In today's digital era, it's easier than ever to avoid missing payments thanks to tools like text message alerts and automatic payments. Most mobile banking apps will let you customize settings for reminders to ensure you always know when your bill is due.
3. Don’t Overspend
Just like staying up and partying all night can lead to regrets the next day, excessively using your card can cause a financial hangover. Don’t overspend on your student credit card — you’ll need to pay every penny back eventually.
Before using your card to make a purchase, ask two questions: Can I pay cash for this instead? and, Do I really need this item?
A good rule of thumb is to never charge more than you can repay before your next due date. By always paying your balance in full, you can avoid interest fees thanks to the interest-free grace period offered by most credit cards, which is always at least 21 days.
4. Avoid Cash Advances
Although most things can be paid for directly with your credit card, some occasions simply call for cash. But while it may be tempting to give in to convenience and use your credit card at an ATM, avoid making a cash advance if possible, because credit card cash advances are expensive.

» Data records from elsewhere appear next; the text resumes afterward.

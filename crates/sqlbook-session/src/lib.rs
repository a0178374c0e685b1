//! Async session layer for sqlbook exercises.
//!
//! [`EngineClient`] correlates requests and responses over a worker's
//! channels. [`SchemaCache`] keeps a per-session [`SchemaCatalog`] snapshot,
//! [`CompletionProvider`] turns editor state into suggestions against it, and
//! [`SqlSession`] runs exercise scripts, refreshing the catalog after DDL.
//!
//! [`SchemaCatalog`]: sqlbook_core::SchemaCatalog

mod catalog;
mod client;
mod config;
mod error;
mod exercise;
mod provider;

pub use catalog::{CatalogState, SchemaCache};
pub use client::EngineClient;
pub use config::SessionConfig;
pub use error::SessionError;
pub use exercise::SqlSession;
pub use provider::{CompletionProvider, EditorModel};
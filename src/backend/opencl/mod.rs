//! OpenCL / XRT accelerator binding
//!
//! Implements [`AcceleratorApi`](crate::backend::AcceleratorApi) on top of
//! the OpenCL ICD loader shipped with XRT. Handles release themselves on
//! drop; buffers and events are reference counted by the runtime and clone
//! through `clRetain*`.

pub mod ffi;
mod runtime;

pub use runtime::{ClBuffer, ClContext, ClDevice, ClEvent, ClKernel, ClPlatform, ClProgram, ClQueue, OpenClRuntime};
//! fpgaforge - FPGA accelerator host runtime
//!
//! Loads Xilinx xclbin containers, binds them to a matching accelerator
//! through an OpenCL-style runtime, and drives the load / compute / store
//! pipeline with per-phase profiling.

#![allow(clippy::too_many_arguments)] // FFI entry points take many args
#![allow(clippy::missing_safety_doc)] // FFI bindings documented at module level

pub mod backend;
pub mod config;
pub mod emulation;
pub mod error;
pub mod instance;
pub mod loader;
pub mod logging;
pub mod profiling;
pub mod session;

pub use backend::{AcceleratorApi, BankPlacement, DeviceError, MemFlags, SimulatedAccelerator};
#[cfg(feature = "xrt")]
pub use backend::OpenClRuntime;
pub use config::{EmulationMode, RuntimeConfig};
pub use emulation::{EmconfigBootstrap, EmulationBootstrap, NoEmulation};
pub use error::{ErrorCategory, ForgeResult, FpgaForgeError};
pub use instance::Instance;
pub use loader::{parse_xclbin, XclbinContainer, XclbinError};
pub use profiling::{PipelineProfile, ProfilingCollector};
pub use session::{DeviceSession, ExecutionPipeline, PipelineState};
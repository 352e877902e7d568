//! Temp file helpers for tests
//!
//! Wrappers around the tempfile crate with consistent error context.

use anyhow::Context;
use std::io::Write;

/// Write `bytes` to a fresh `.xclbin` temp file.
pub fn write_temp_xclbin(bytes: &[u8]) -> anyhow::Result<tempfile::NamedTempFile> {
    let mut file = tempfile::NamedTempFile::with_suffix(".xclbin")
        .context("Failed to create temporary xclbin file")?;
    file.write_all(bytes).context("Failed to write xclbin image")?;
    file.flush().context("Failed to flush xclbin image")?;
    Ok(file)
}
//! In-process accelerator model
//!
//! `SimulatedAccelerator` implements [`AcceleratorApi`] without hardware.
//! Platforms and devices are declared up front; commands are timed on a
//! virtual nanosecond clock:
//!
//! - `queued` is the clock at enqueue, `submitted` is one tick later
//! - `start` is the later of `submitted` and the end of every dependency
//! - `end` is `start` plus the command's duration
//!
//! Migrations take `bytes / bytes_per_ns` and kernels take `kernel_ns`.
//! Timestamps only become visible after `finish`, which also advances the
//! clock past every completed command. No data is copied.
//!
//! Clones share state, so a test can keep one clone for inspection after
//! handing the other to an instance.

use std::collections::HashMap;
use std::sync::{Arc, Mutex};

use super::api::{
    AcceleratorApi, MemFlags, MigrationDirection, ProfilingInfo, QueueProperties,
};
use super::error::{ClStatus, DeviceError, DeviceResult};
use super::memory_tag::BankPlacement;

/// Declared device
#[derive(Debug, Clone)]
pub struct SimDevice {
    pub name: String,
    pub available: bool,
    pub kernels: Vec<String>,
    /// Binary status reported when program creation is made to fail
    pub program_failure: Option<ClStatus>,
    pub bytes_per_ns: f64,
    pub kernel_ns: u64,
}

impl SimDevice {
    pub fn new(name: impl Into<String>) -> Self {
        SimDevice {
            name: name.into(),
            available: true,
            kernels: Vec::new(),
            program_failure: None,
            bytes_per_ns: 1.0,
            kernel_ns: 1_000,
        }
    }

    pub fn with_kernels<I, S>(mut self, kernels: I) -> Self
    where
        I: IntoIterator<Item = S>,
        S: Into<String>,
    {
        self.kernels = kernels.into_iter().map(Into::into).collect();
        self
    }

    pub fn unavailable(mut self) -> Self {
        self.available = false;
        self
    }

    pub fn with_program_failure(mut self, binary_status: ClStatus) -> Self {
        self.program_failure = Some(binary_status);
        self
    }

    pub fn with_bandwidth(mut self, bytes_per_ns: f64) -> Self {
        self.bytes_per_ns = bytes_per_ns;
        self
    }

    pub fn with_kernel_ns(mut self, kernel_ns: u64) -> Self {
        self.kernel_ns = kernel_ns;
        self
    }
}

/// Declared platform
#[derive(Debug, Clone)]
pub struct SimPlatform {
    pub name: String,
    pub devices: Vec<SimDevice>,
}

impl SimPlatform {
    pub fn new(name: impl Into<String>) -> Self {
        SimPlatform {
            name: name.into(),
            devices: Vec::new(),
        }
    }

    pub fn with_device(mut self, device: SimDevice) -> Self {
        self.devices.push(device);
        self
    }
}

/// Submitted command, as recorded in the command log
#[derive(Debug, Clone, PartialEq, Eq)]
pub enum SimCommand {
    Migrate {
        event: u64,
        buffers: Vec<u64>,
        direction: MigrationDirection,
        wait_for: Vec<u64>,
    },
    Task {
        event: u64,
        kernel: String,
        wait_for: Vec<u64>,
    },
    Flush,
    Finish,
}

/// Buffer as seen by the device model
#[derive(Debug, Clone, PartialEq, Eq)]
pub struct SimBufferInfo {
    pub size: usize,
    pub flags: MemFlags,
    pub placement: Option<BankPlacement>,
}

#[derive(Debug, Clone, Copy)]
struct SimTimes {
    queued: u64,
    submitted: u64,
    start: u64,
    end: u64,
}

#[derive(Debug)]
struct SimEventRecord {
    queue: u64,
    times: SimTimes,
    complete: bool,
}

#[derive(Debug, Default)]
struct SimState {
    platforms: Vec<SimPlatform>,
    clock_ns: u64,
    next_id: u64,
    enumerations: usize,
    buffers: HashMap<u64, SimBufferInfo>,
    events: HashMap<u64, SimEventRecord>,
    kernel_args: HashMap<(u64, u32), Vec<u8>>,
    commands: Vec<SimCommand>,
    releases: Vec<String>,
}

Not only will each cash advance likely come with a cash advance fee of 3% to 5% of the total amount, but cash advances also tend to be charged much higher APRs than regular purchases. Plus, there’s no grace period for cash advances, so you’ll start accruing interest as soon as it posts to your account.
5. Take Your Debts Seriously
Get into the habit of treating debt as a valuable tool — but one to use sparingly. Respect the power of credit and the responsibility that comes with it. If you establish good credit habits now, you’ll be less likely to wind up in over your head in the future.